◆ **Instructions for the task**:
Copy exactly the lines from the start of the data below through the one that carries "type Error = crate::errors::DaqError;", and only those.

-------

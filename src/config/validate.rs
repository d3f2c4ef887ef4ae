// src/config/validate.rs

use std::path::PathBuf;
use std::time::Duration;

use crate::budget::Budget;
use crate::config::model::{
    BudgetSection, ConfigFile, EccSection, RawConfigFile, Schedule, ScheduleSection, SshSection,
    StatesSection,
};
use crate::ecc::graph::DEFAULT_INITIAL_STATE;
use crate::ecc::{ShellEccControl, StateGraph};
use crate::engine::{FinalizeSettings, OperationTable};
use crate::errors::{DaqError, Result};
use crate::remote::ssh_config::expand_home;
use crate::remote::{ProcessSignatures, SshSettings, WorkerSettings};
use crate::types::parse_duration;

impl TryFrom<RawConfigFile> for ConfigFile {
    type Error = crate::errors::DaqError;

    fn try_from(raw: RawConfigFile) -> std::result::Result<Self, Self::Error> {
        validate_config(&raw)
    }
}

/// Check every section and build the typed configuration.
pub fn validate_config(raw: &RawConfigFile) -> Result<ConfigFile> {
    if raw.registry.path.trim().is_empty() {
        return Err(DaqError::ConfigError(
            "[registry].path must not be empty".to_string(),
        ));
    }

    let worker = validate_remote(raw)?;
    let (ecc_control, ack_poll_interval) = validate_ecc(&raw.ecc)?;
    let states = validate_states(raw.states.as_ref())?;
    let operations = validate_budgets(raw)?;
    let schedule = validate_schedule(&raw.schedule)?;

    Ok(ConfigFile {
        registry_path: PathBuf::from(&raw.registry.path),
        ssh: ssh_settings(&raw.ssh),
        worker,
        ecc_control,
        ack_poll_interval,
        states,
        finalize: FinalizeSettings {
            default_backup_root: raw.finalize.default_backup_root.trim().to_string(),
        },
        operations,
        schedule,
    })
}

fn ssh_settings(ssh: &SshSection) -> SshSettings {
    let config_path = if !ssh.use_config {
        None
    } else {
        match &ssh.config {
            Some(path) => Some(expand_home(path)),
            // The conventional file is optional; an explicitly named one is not.
            None => Some(expand_home("~/.ssh/config")).filter(|p| p.is_file()),
        }
    };
    SshSettings {
        config_path,
        identity_files: ssh.identity_files.iter().map(|p| expand_home(p)).collect(),
    }
}

fn validate_remote(raw: &RawConfigFile) -> Result<WorkerSettings> {
    let remote = &raw.remote;
    if remote.data_router_process.trim().is_empty() {
        return Err(DaqError::ConfigError(
            "[remote].data_router_process must not be empty".to_string(),
        ));
    }
    let extension = remote.collected_extension.trim().trim_start_matches('.');
    if extension.is_empty() || extension.contains('/') {
        return Err(DaqError::ConfigError(format!(
            "[remote].collected_extension '{}' is not a valid file extension",
            remote.collected_extension
        )));
    }
    let signatures = ProcessSignatures::new(&remote.ecc_signature, &remote.data_router_signature)?;

    Ok(WorkerSettings {
        data_router_process: remote.data_router_process.trim().to_string(),
        signatures,
        collected_extension: extension.to_string(),
    })
}

fn validate_ecc(ecc: &EccSection) -> Result<(ShellEccControl, Duration)> {
    let non_empty = |cmd: &Option<String>| {
        cmd.as_ref()
            .map(|c| c.trim().to_string())
            .filter(|c| !c.is_empty())
    };
    let state_command = non_empty(&ecc.state_command);
    let transition_command = non_empty(&ecc.transition_command);

    if let Some(cmd) = &transition_command {
        if !cmd.contains("{target}") {
            return Err(DaqError::ConfigError(format!(
                "[ecc].transition_command must contain {{target}}: '{cmd}'"
            )));
        }
    }

    let interval = parse_duration(&ecc.ack_poll_interval)
        .map_err(|e| DaqError::ConfigError(format!("[ecc].ack_poll_interval: {e}")))?;
    if interval.is_zero() {
        return Err(DaqError::ConfigError(
            "[ecc].ack_poll_interval must be greater than zero".to_string(),
        ));
    }

    Ok((ShellEccControl::new(state_command, transition_command), interval))
}

fn validate_states(states: Option<&StatesSection>) -> Result<StateGraph> {
    let Some(states) = states else {
        return StateGraph::default_lifecycle();
    };

    let initial = states
        .initial
        .clone()
        .or_else(|| states.order.first().cloned())
        .unwrap_or_else(|| DEFAULT_INITIAL_STATE.to_string());

    let table: Option<Vec<(String, Vec<String>)>> = states
        .transitions
        .as_ref()
        .map(|t| t.iter().map(|(k, v)| (k.clone(), v.clone())).collect());

    StateGraph::new(&states.order, &initial, &states.error, table.as_deref())
}

fn validate_budgets(raw: &RawConfigFile) -> Result<OperationTable> {
    let parsed = raw
        .budgets
        .iter()
        .map(|(name, section)| Ok((name.as_str(), parse_budget(name, section)?)))
        .collect::<Result<Vec<_>>>()?;
    OperationTable::with_overrides(parsed)
}

fn parse_budget(name: &str, section: &BudgetSection) -> Result<Budget> {
    let parse = |field: &str, value: &str| {
        parse_duration(value)
            .map_err(|e| DaqError::ConfigError(format!("[budgets.{name}].{field}: {e}")))
    };
    let soft = parse("soft", &section.soft)?;
    let hard = parse("hard", &section.hard)?;
    Budget::new(soft, hard).map_err(|e| match e {
        DaqError::ConfigError(msg) => DaqError::ConfigError(format!("[budgets.{name}]: {msg}")),
        other => other,
    })
}

fn validate_schedule(schedule: &ScheduleSection) -> Result<Schedule> {
    let beat = |field: &str, value: &Option<String>| -> Result<Option<Duration>> {
        let Some(value) = value else {
            return Ok(None);
        };
        let every = parse_duration(value)
            .map_err(|e| DaqError::ConfigError(format!("[schedule].{field}: {e}")))?;
        if every.is_zero() {
            return Err(DaqError::ConfigError(format!(
                "[schedule].{field} must be greater than zero"
            )));
        }
        Ok(Some(every))
    };

    Ok(Schedule {
        refresh_states_every: beat("refresh_states_every", &schedule.refresh_states_every)?,
        check_ecc_every: beat("check_ecc_every", &schedule.check_ecc_every)?,
        check_routers_every: beat("check_routers_every", &schedule.check_routers_every)?,
    })
}
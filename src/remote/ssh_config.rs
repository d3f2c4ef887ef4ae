// src/remote/ssh_config.rs

//! Minimal OpenSSH client configuration reader.
//!
//! Supports what worker connections need:
//! - `Host` blocks with `*`/`?` patterns and `!` negation,
//! - `HostName` (with `%h` and `%%` tokens), `User`, `Port`, `IdentityFile`,
//! - `key value` and `key=value` forms, case-insensitive keywords,
//! - options before the first `Host` line apply to every host.
//!
//! As in OpenSSH, the first value obtained for an option wins, except
//! `IdentityFile`, which accumulates. `Match` blocks are skipped.

use std::path::{Path, PathBuf};

use globset::{GlobBuilder, GlobMatcher};
use tracing::debug;

use crate::errors::{DaqError, Result};
use crate::remote::transport::ConnectTarget;

pub const DEFAULT_SSH_PORT: u16 = 22;

#[derive(Debug, Clone)]
struct HostPattern {
    negated: bool,
    matcher: GlobMatcher,
}

#[derive(Debug, Clone)]
struct HostBlock {
    /// `None` for a `Match` block, which never applies.
    patterns: Option<Vec<HostPattern>>,
    options: Vec<(String, String)>,
}

impl HostBlock {
    fn matches(&self, host: &str) -> bool {
        let Some(patterns) = &self.patterns else {
            return false;
        };
        let mut positive = false;
        for pattern in patterns {
            if pattern.matcher.is_match(host) {
                if pattern.negated {
                    return false;
                }
                positive = true;
            }
        }
        positive
    }
}

/// Parsed client configuration.
#[derive(Debug, Clone, Default)]
pub struct SshConfig {
    blocks: Vec<HostBlock>,
}

/// Options that apply to one host after lookup.
#[derive(Debug, Clone, Default, PartialEq, Eq)]
pub struct HostOptions {
    pub hostname: Option<String>,
    pub user: Option<String>,
    pub port: Option<u16>,
    pub identity_files: Vec<String>,
}

impl SshConfig {
    pub fn parse(text: &str) -> Result<Self> {
        // Leading options behave like an implicit `Host *`.
        let mut blocks = vec![HostBlock {
            patterns: Some(vec![compile_pattern("*")?]),
            options: Vec::new(),
        }];

        for (idx, raw) in text.lines().enumerate() {
            let line = raw.trim();
            if line.is_empty() || line.starts_with('#') {
                continue;
            }
            let (key, value) = split_keyword(line).ok_or_else(|| {
                DaqError::ConfigError(format!("ssh config line {}: missing value", idx + 1))
            })?;
            let key = key.to_lowercase();

            match key.as_str() {
                "host" => {
                    let patterns = value
                        .split_whitespace()
                        .map(compile_pattern)
                        .collect::<Result<Vec<_>>>()?;
                    blocks.push(HostBlock {
                        patterns: Some(patterns),
                        options: Vec::new(),
                    });
                }
                "match" => {
                    debug!(line = idx + 1, "skipping unsupported Match block in ssh config");
                    blocks.push(HostBlock {
                        patterns: None,
                        options: Vec::new(),
                    });
                }
                _ => {
                    if let Some(block) = blocks.last_mut() {
                        block.options.push((key, unquote(value).to_string()));
                    }
                }
            }
        }

        Ok(Self { blocks })
    }

    /// Read and parse a config file.
    pub async fn load(path: &Path) -> Result<Self> {
        let text = tokio::fs::read_to_string(path).await?;
        Self::parse(&text)
    }

    /// Collect the options that apply to `host`.
    pub fn lookup(&self, host: &str) -> Result<HostOptions> {
        let mut out = HostOptions::default();
        for block in self.blocks.iter().filter(|b| b.matches(host)) {
            for (key, value) in &block.options {
                match key.as_str() {
                    "hostname" if out.hostname.is_none() => {
                        out.hostname = Some(expand_tokens(value, host));
                    }
                    "user" if out.user.is_none() => out.user = Some(value.clone()),
                    "port" if out.port.is_none() => {
                        let port = value.parse::<u16>().map_err(|e| {
                            DaqError::ConfigError(format!(
                                "ssh config: invalid Port '{value}' for host {host}: {e}"
                            ))
                        })?;
                        out.port = Some(port);
                    }
                    "identityfile" => out.identity_files.push(value.clone()),
                    _ => {}
                }
            }
        }
        Ok(out)
    }
}

fn compile_pattern(raw: &str) -> Result<HostPattern> {
    let (negated, pattern) = match raw.strip_prefix('!') {
        Some(rest) => (true, rest),
        None => (false, raw),
    };
    let glob = GlobBuilder::new(pattern)
        .case_insensitive(true)
        .literal_separator(false)
        .build()
        .map_err(|e| DaqError::ConfigError(format!("ssh config: bad host pattern '{raw}': {e}")))?;
    Ok(HostPattern {
        negated,
        matcher: glob.compile_matcher(),
    })
}

fn split_keyword(line: &str) -> Option<(&str, &str)> {
    let idx = line.find(|c: char| c.is_whitespace() || c == '=')?;
    let (key, rest) = line.split_at(idx);
    let value = rest
        .trim_start_matches(|c: char| c.is_whitespace())
        .trim_start_matches('=')
        .trim();
    if key.is_empty() || value.is_empty() {
        None
    } else {
        Some((key, value))
    }
}

fn unquote(value: &str) -> &str {
    value
        .strip_prefix('"')
        .and_then(|v| v.strip_suffix('"'))
        .unwrap_or(value)
}

fn expand_tokens(value: &str, host: &str) -> String {
    let mut out = String::with_capacity(value.len());
    let mut chars = value.chars();
    while let Some(c) = chars.next() {
        if c != '%' {
            out.push(c);
            continue;
        }
        match chars.next() {
            Some('h') => out.push_str(host),
            Some('%') => out.push('%'),
            Some(other) => {
                out.push('%');
                out.push(other);
            }
            None => out.push('%'),
        }
    }
    out
}

/// Expand a leading `~` to the caller's home directory.
pub fn expand_home(path: &str) -> PathBuf {
    match (path.strip_prefix("~/"), home_dir()) {
        (Some(rest), Some(home)) => home.join(rest),
        _ if path == "~" => home_dir().unwrap_or_else(|| PathBuf::from(path)),
        _ => PathBuf::from(path),
    }
}

pub fn home_dir() -> Option<PathBuf> {
    std::env::var_os("HOME")
        .filter(|h| !h.is_empty())
        .map(PathBuf::from)
}

/// Name of the user running this process.
pub fn local_username() -> Option<String> {
    ["USER", "LOGNAME", "USERNAME"]
        .iter()
        .find_map(|var| std::env::var(var).ok().filter(|v| !v.is_empty()))
}

/// Effective connection parameters after applying the config file.
#[derive(Debug, Clone, PartialEq, Eq)]
pub struct ResolvedTarget {
    pub hostname: String,
    pub port: u16,
    pub username: String,
    pub identity_files: Vec<PathBuf>,
}

/// Apply the config to `target`.
///
/// Precedence: explicit target fields, then the config file, then the local
/// user name / default port.
pub fn resolve(
    config: &SshConfig,
    target: &ConnectTarget,
    local_user: Option<String>,
) -> Result<ResolvedTarget> {
    let options = config.lookup(&target.host)?;

    let username = target
        .username
        .clone()
        .or(options.user)
        .or(local_user)
        .ok_or_else(|| {
            DaqError::Connection(format!(
                "no username configured for {} and the local user is unknown",
                target.host
            ))
        })?;

    Ok(ResolvedTarget {
        hostname: options.hostname.unwrap_or_else(|| target.host.clone()),
        port: target.port.or(options.port).unwrap_or(DEFAULT_SSH_PORT),
        username,
        identity_files: options
            .identity_files
            .iter()
            .map(|p| expand_home(&expand_tokens(p, &target.host)))
            .collect(),
    })
}

#[cfg(test)]
mod tests {
    use super::*;

    const SAMPLE: &str = r#"
# worker nodes
Host mm*  !mm-spare
    HostName %h.daq.example.org
    User daq
    IdentityFile ~/.ssh/daq_ed25519

Host mm-spare
    HostName 10.0.0.99

Host=router?
    Port=2222
    User "router ops"

Match exec "true"
    User ignored

Host *
    User fallback
    Port 2200
"#;

    #[test]
    fn first_matching_value_wins() {
        let cfg = SshConfig::parse(SAMPLE).unwrap();
        let opts = cfg.lookup("mm1").unwrap();
        assert_eq!(opts.hostname.as_deref(), Some("mm1.daq.example.org"));
        assert_eq!(opts.user.as_deref(), Some("daq"));
        assert_eq!(opts.port, Some(2200));
        assert_eq!(opts.identity_files, vec!["~/.ssh/daq_ed25519"]);
    }

    #[test]
    fn negated_pattern_excludes_host() {
        let cfg = SshConfig::parse(SAMPLE).unwrap();
        let opts = cfg.lookup("mm-spare").unwrap();
        assert_eq!(opts.hostname.as_deref(), Some("10.0.0.99"));
        assert_eq!(opts.user.as_deref(), Some("fallback"));
    }

    #[test]
    fn equals_form_and_quotes() {
        let cfg = SshConfig::parse(SAMPLE).unwrap();
        let opts = cfg.lookup("router1").unwrap();
        assert_eq!(opts.port, Some(2222));
        assert_eq!(opts.user.as_deref(), Some("router ops"));
        assert_eq!(opts.hostname, None);
    }

    #[test]
    fn match_blocks_never_apply() {
        let cfg = SshConfig::parse("Match all\n  User nobody\n").unwrap();
        assert_eq!(cfg.lookup("anything").unwrap().user, None);
    }

    #[test]
    fn bad_port_is_an_error() {
        let cfg = SshConfig::parse("Host x\n Port http\n").unwrap();
        assert!(matches!(cfg.lookup("x"), Err(DaqError::ConfigError(_))));
    }

    #[test]
    fn explicit_username_wins_over_config() {
        let cfg = SshConfig::parse(SAMPLE).unwrap();
        let mut target = ConnectTarget::new("mm2");
        target.username = Some("operator".to_string());
        let resolved = resolve(&cfg, &target, Some("local".to_string())).unwrap();
        assert_eq!(resolved.username, "operator");
        assert_eq!(resolved.hostname, "mm2.daq.example.org");
    }

    #[test]
    fn falls_back_to_local_user_and_port_22() {
        let cfg = SshConfig::default();
        let target = ConnectTarget::new("10.1.1.1");
        let resolved = resolve(&cfg, &target, Some("local".to_string())).unwrap();
        assert_eq!(resolved.username, "local");
        assert_eq!(resolved.port, DEFAULT_SSH_PORT);
        assert_eq!(resolved.hostname, "10.1.1.1");

        let err = resolve(&cfg, &target, None).unwrap_err();
        assert!(err.is_connection());
    }

    #[test]
    fn explicit_port_wins() {
        let cfg = SshConfig::parse(SAMPLE).unwrap();
        let mut target = ConnectTarget::new("router7");
        target.port = Some(22);
        assert_eq!(resolve(&cfg, &target, None).unwrap().port, 22);
    }

    #[test]
    fn hostname_tokens_expand() {
        assert_eq!(expand_tokens("%h.lan", "a"), "a.lan");
        assert_eq!(expand_tokens("100%%", "a"), "100%");
    }
}
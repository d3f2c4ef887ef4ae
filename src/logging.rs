// src/logging.rs

//! Logging setup for `daqctl` using `tracing` + `tracing-subscriber`.
//!
//! The filter comes from, in order:
//! 1. `--log-level`, applied to `daqctl` itself while everything else
//!    stays at `warn` (or `error`, if that is what was asked for);
//! 2. `DAQCTL_LOG`, a full `EnvFilter` directive string such as
//!    `"debug,russh=info"`;
//! 3. `info`.
//!
//! The SSH stack is held at `warn` unless a directive names it.
//! Logs go to STDERR; stdout carries command results (node tables, tails).

use anyhow::{Context, Result};
use tracing_subscriber::EnvFilter;
use tracing_subscriber::fmt;

use crate::cli::LogLevel;

pub const LOG_ENV_VAR: &str = "DAQCTL_LOG";

const QUIET_DEPENDENCIES: &[&str] = &["russh=warn", "russh_keys=warn"];

/// Install the global subscriber. Call once at startup.
pub fn init_logging(cli_level: Option<LogLevel>) -> Result<()> {
    let directives = match cli_level {
        Some(lvl) => cli_directives(lvl),
        None => std::env::var(LOG_ENV_VAR)
            .ok()
            .filter(|s| !s.trim().is_empty())
            .unwrap_or_else(|| "info".to_string()),
    };
    let filter = build_filter(&directives)
        .with_context(|| format!("invalid log filter '{directives}'"))?;

    fmt()
        .with_env_filter(filter)
        .with_target(true)
        .with_writer(std::io::stderr)
        .init();

    Ok(())
}

fn level_name(lvl: LogLevel) -> &'static str {
    match lvl {
        LogLevel::Error => "error",
        LogLevel::Warn => "warn",
        LogLevel::Info => "info",
        LogLevel::Debug => "debug",
        LogLevel::Trace => "trace",
    }
}

fn cli_directives(lvl: LogLevel) -> String {
    let others = match lvl {
        LogLevel::Error => "error",
        _ => "warn",
    };
    format!("{others},daqctl={}", level_name(lvl))
}

/// Parse `directives`, adding the dependency caps it does not override.
fn build_filter(directives: &str) -> Result<EnvFilter> {
    let mut filter = EnvFilter::try_new(directives)?;
    for quiet in QUIET_DEPENDENCIES {
        let target = quiet.split('=').next().unwrap_or_default();
        if !directives.contains(target) {
            filter = filter.add_directive(quiet.parse()?);
        }
    }
    Ok(filter)
}
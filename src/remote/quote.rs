// src/remote/quote.rs

//! POSIX shell quoting and remote path joining.
//!
//! Remote hosts are always POSIX, so paths are handled as strings rather
//! than through `std::path`, whose separator depends on the local platform.

/// Quote `s` so a POSIX shell reads it back as a single literal word.
pub fn shell_quote(s: &str) -> String {
    if s.is_empty() {
        return "''".to_string();
    }
    if s.chars().all(is_safe_char) {
        return s.to_string();
    }
    // Close the quote, emit an escaped quote, reopen.
    format!("'{}'", s.replace('\'', "'\"'\"'"))
}

fn is_safe_char(c: char) -> bool {
    c.is_ascii_alphanumeric() || matches!(c, '@' | '%' | '+' | '=' | ':' | ',' | '.' | '/' | '_' | '-')
}

/// Quote each item and join with spaces.
pub fn quote_all<I, S>(items: I) -> String
where
    I: IntoIterator<Item = S>,
    S: AsRef<str>,
{
    items
        .into_iter()
        .map(|s| shell_quote(s.as_ref()))
        .collect::<Vec<_>>()
        .join(" ")
}

/// Join remote path segments with `/`, without doubling separators.
pub fn join_remote(base: &str, parts: &[&str]) -> String {
    let mut out = base.trim_end_matches('/').to_string();
    if out.is_empty() && base.starts_with('/') {
        out.push('/');
    }
    for part in parts {
        let part = part.trim_matches('/');
        if part.is_empty() {
            continue;
        }
        if !out.is_empty() && !out.ends_with('/') {
            out.push('/');
        }
        out.push_str(part);
    }
    out
}

#[cfg(test)]
mod tests {
    use super::*;

    #[test]
    fn plain_words_are_left_alone() {
        assert_eq!(shell_quote("/data/expA/run_0007"), "/data/expA/run_0007");
        assert_eq!(shell_quote("file-1.graw"), "file-1.graw");
    }

    #[test]
    fn awkward_names_are_single_quoted() {
        assert_eq!(shell_quote(""), "''");
        assert_eq!(shell_quote("my run"), "'my run'");
        assert_eq!(shell_quote("a;rm -rf /"), "'a;rm -rf /'");
        assert_eq!(shell_quote("it's"), "'it'\"'\"'s'");
        assert_eq!(shell_quote("$HOME"), "'$HOME'");
    }

    #[test]
    fn joins_remote_paths() {
        assert_eq!(join_remote("/data/", &["expA", "run_0007"]), "/data/expA/run_0007");
        assert_eq!(join_remote("/data", &["/expA/", ""]), "/data/expA");
        assert_eq!(join_remote("/", &["x"]), "/x");
    }

    #[test]
    fn quote_all_joins_with_spaces() {
        assert_eq!(quote_all(["a b", "c"]), "'a b' c");
    }
}
// tests/status_poller.rs

use daqctl::engine::UnitOutcome;
use daqctl::errors::DaqError;
use daqctl::registry::NodeRegistry;
use daqctl::remote::CommandOutput;
use daqctl::types::Liveness;
use daqctl_test_utils::builders::{ConfigFileBuilder, EccNodeBuilder, Harness, RouterNodeBuilder};
use daqctl_test_utils::fake_remote::{HostScript, lsof_output, ps_output};
use daqctl_test_utils::{init_tracing, with_timeout};

#[tokio::test]
async fn offline_router_skips_cleanliness_check() {
    init_tracing();
    let h = Harness::new(
        ConfigFileBuilder::new().build(),
        [RouterNodeBuilder::new("dr1")
            .online(Liveness::Online)
            .staging_clean(true)
            .build()],
    );
    h.connector
        .script("dr1", HostScript::new().on("ps -e", ps_output(&["sshd"])));

    let report = with_timeout(h.controller.check_data_router_status("dr1".into()).join()).await;
    assert!(report.outcome.is_success(), "{:?}", report.outcome);

    assert_eq!(h.connector.commands("dr1"), vec!["ps -e"]);
    let dr1 = h.registry.get("dr1").unwrap().into_data_router().unwrap();
    assert_eq!(dr1.online, Liveness::Offline);
    // Not re-checked, so the earlier result stands.
    assert_eq!(dr1.staging_clean, Some(true));
    assert_eq!(h.connector.closed("dr1"), 1);
}

#[tokio::test]
async fn online_router_reports_both_flags() {
    init_tracing();
    let h = Harness::new(
        ConfigFileBuilder::new().build(),
        [RouterNodeBuilder::new("dr1").build()],
    );
    h.connector
        .script("dr1", HostScript::data_router("/data/stage", &["a.graw"]));

    let report = with_timeout(h.controller.check_data_router_status("dr1".into()).join()).await;
    assert!(report.outcome.is_success());

    let dr1 = h.registry.get("dr1").unwrap().into_data_router().unwrap();
    assert_eq!(dr1.online, Liveness::Online);
    assert_eq!(dr1.staging_clean, Some(false));
}

#[tokio::test]
async fn connection_failure_leaves_online_untouched() {
    init_tracing();
    let h = Harness::new(
        ConfigFileBuilder::new().build(),
        [
            EccNodeBuilder::new("ecc1").online(Liveness::Online).build(),
            RouterNodeBuilder::new("dr1").online(Liveness::Offline).build(),
        ],
    );
    h.connector.refuse("ecc1").refuse("dr1");

    let ecc = with_timeout(h.controller.check_ecc_online("ecc1".into()).join()).await;
    let dr = with_timeout(h.controller.check_data_router_status("dr1".into()).join()).await;
    assert!(matches!(ecc.outcome, UnitOutcome::Failed(DaqError::Connection(_))));
    assert!(matches!(dr.outcome, UnitOutcome::Failed(DaqError::Connection(_))));

    let ecc1 = h.registry.get("ecc1").unwrap();
    assert_eq!(ecc1.online(), Liveness::Online);
    assert!(ecc1.last_error().unwrap().contains("Connection"));

    let dr1 = h.registry.get("dr1").unwrap();
    assert_eq!(dr1.online(), Liveness::Offline);
    assert!(dr1.last_error().is_some());
}

#[tokio::test]
async fn ecc_without_server_process_is_marked_offline() {
    init_tracing();
    let h = Harness::new(
        ConfigFileBuilder::new().build(),
        [EccNodeBuilder::new("ecc1").online(Liveness::Online).build()],
    );
    h.connector
        .script("ecc1", HostScript::new().on("ps -e", ps_output(&["dataRouter"])));

    let report = with_timeout(h.controller.check_ecc_online("ecc1".into()).join()).await;
    assert!(report.outcome.is_success());
    assert_eq!(h.registry.get("ecc1").unwrap().online(), Liveness::Offline);
}

#[tokio::test]
async fn successful_poll_clears_previous_diagnostic() {
    init_tracing();
    let h = Harness::new(
        ConfigFileBuilder::new().build(),
        [EccNodeBuilder::new("ecc1").build()],
    );
    h.connector.refuse("ecc1");
    with_timeout(h.controller.check_ecc_online("ecc1".into()).join()).await;
    assert!(h.registry.get("ecc1").unwrap().last_error().is_some());

    h.connector.script("ecc1", HostScript::ecc());
    let report = with_timeout(h.controller.check_ecc_online("ecc1".into()).join()).await;
    assert!(report.outcome.is_success());

    let ecc1 = h.registry.get("ecc1").unwrap();
    assert_eq!(ecc1.online(), Liveness::Online);
    assert_eq!(ecc1.last_error(), None);
}

#[tokio::test]
async fn garbled_inspection_output_is_protocol_error() {
    init_tracing();
    let h = Harness::new(
        ConfigFileBuilder::new().build(),
        [RouterNodeBuilder::new("dr1").build()],
    );
    h.connector.script(
        "dr1",
        HostScript::new()
            .on("ps -e", ps_output(&["dataRouter"]))
            .on("lsof ", CommandOutput::ok("p1\ncbash\nn/home/daq\n")),
    );

    let report = with_timeout(h.controller.check_data_router_status("dr1".into()).join()).await;
    assert!(matches!(report.outcome, UnitOutcome::Failed(DaqError::Protocol(_))));

    let dr1 = h.registry.get("dr1").unwrap().into_data_router().unwrap();
    // The liveness half of the poll completed.
    assert_eq!(dr1.online, Liveness::Online);
    assert_eq!(dr1.staging_clean, None);
    assert!(dr1.last_error.unwrap().contains("bash"));
    assert_eq!(h.connector.closed("dr1"), 1);
}

#[tokio::test]
async fn unreadable_staging_is_not_reported_clean() {
    init_tracing();
    let h = Harness::new(
        ConfigFileBuilder::new().build(),
        [RouterNodeBuilder::new("dr1").staging_clean(false).build()],
    );
    h.connector.script(
        "dr1",
        HostScript::new()
            .on("ps -e", ps_output(&["dataRouter"]))
            .on("lsof ", lsof_output("dataRouter", "/data/stage"))
            .on(
                "ls -1 ",
                CommandOutput::failed(2, "ls: cannot open directory '/data/stage': Permission denied"),
            ),
    );

    let report = with_timeout(h.controller.check_data_router_status("dr1".into()).join()).await;
    assert!(
        matches!(report.outcome, UnitOutcome::Failed(DaqError::RemoteCommand(_))),
        "{:?}",
        report.outcome
    );

    let dr1 = h.registry.get("dr1").unwrap().into_data_router().unwrap();
    assert_eq!(dr1.online, Liveness::Online);
    assert_eq!(dr1.staging_clean, Some(false));
    assert!(dr1.last_error.unwrap().contains("Permission denied"));
}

-------

◆ **Written answer**:
filename src/config/validate.rs
repository d3f2c4ef887ef4ae
// src/config/validate.rs

use std::path::PathBuf;
use std::time::Duration;

use crate::budget::Budget;
use crate::config::model::{
    BudgetSection, ConfigFile, EccSection, RawConfigFile, Schedule, ScheduleSection, SshSection,
    StatesSection,
};
use crate::ecc::graph::DEFAULT_INITIAL_STATE;
use crate::ecc::{ShellEccControl, StateGraph};
use crate::engine::{FinalizeSettings, OperationTable};
use crate::errors::{DaqError, Result};
use crate::remote::ssh_config::expand_home;
use crate::remote::{ProcessSignatures, SshSettings, WorkerSettings};
use crate::types::parse_duration;

impl TryFrom<RawConfigFile> for ConfigFile {
    type Error = crate::errors::DaqError;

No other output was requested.